From time to time mortgage rules changes – FHA just got done doing some changes on what mortgage borrowers are paying on mortgage insurance which in some cases knocked some borrowers out of being able to qualify for a mortgage. Similarly, Fannie Mae is getting ready to make some changes to their mortgage qualification guidelines – requirements. Fannie Mae guideline changes are set to start taking effect in December 2010.
First, the Good – Down Payment Gift Funds
Typically, one of the differences between between FHA mortgages and Fannie Mae mortgages is that down payment money for an FHA mortgage can be all gift money and Fannie Mae has required that the borrower must have 5% down payment of their own funds before they allow a borrower to accept gift funds. As of December 2010, Fannie Mae guideline changes will allow all down payment requirements to be 100% giftable as long you are going to live in the property and it is a single family. Oh, and you’ll have to have good credit scores to qualify for this program.
In summary, if you are buying a home to live in and you have good credit and the home is a single family residence you may be able to receive gift funds or grant funds to cover the whole 5% down payment requirement to qualify for a Fannie Mae purchase mortgage. This change is great for down payment assistance programs.
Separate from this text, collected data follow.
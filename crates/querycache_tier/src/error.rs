// Copyright (c) Microsoft Corporation.
// Licensed under the MIT License.

//! Error types for cache store operations.

/// An error from a cache store.
///
/// Opaque: it wraps whatever the backend reported. Use
/// [`std::error::Error::source()`] to reach the underlying cause.
///
/// # Example
///
/// ```
/// use querycache_tier::Error;
///
/// let error = Error::from_message("connection reset");
/// assert!(error.to_string().contains("connection reset"));
/// ```
#[ohno::error]
pub struct Error {}

impl Error {
    /// Creates a store error from any type that can be converted to an error.
    pub fn from_message(cause: impl Into<Box<dyn std::error::Error + Send + Sync>>) -> Self {
        Self::caused_by(cause)
    }
}

/// A specialized [`Result`] type for cache store operations.
pub type Result<T> = std::result::Result<T, Error>;

#[cfg(test)]
mod tests {
    use super::*;

    #[test]
    fn display_contains_cause_message() {
        let error = Error::from_message("backend unavailable");
        let display = format!("{error}");
        assert!(display.contains("backend unavailable"), "got: {display}");
    }

    #[test]
    fn source_is_preserved() {
        let io = std::io::Error::other("disk full");
        let error = Error::from_message(io);
        let source = std::error::Error::source(&error).expect("cause is kept");
        assert!(source.to_string().contains("disk full"));
    }
}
Next, the Bad – Credit Card Monthly Payment Calculation
In the past, revolving debt – credit card debt on your credit report that indicated no monthly payment was typically handled in a few ways:
2. counted against you with 1-2% of your balance as your monthly payment, and/or
3. you were made to get a copy of your monthly statement to prove what payment would be counted in your monthly debt payment calculation.
With the new changes – credit accounts that don’t show a monthly payment will be assigned a monthly payment equal to that of 5% of the balance due. This payment amount could hurt some people when they go to qualify for a Fannie Mae mortgage.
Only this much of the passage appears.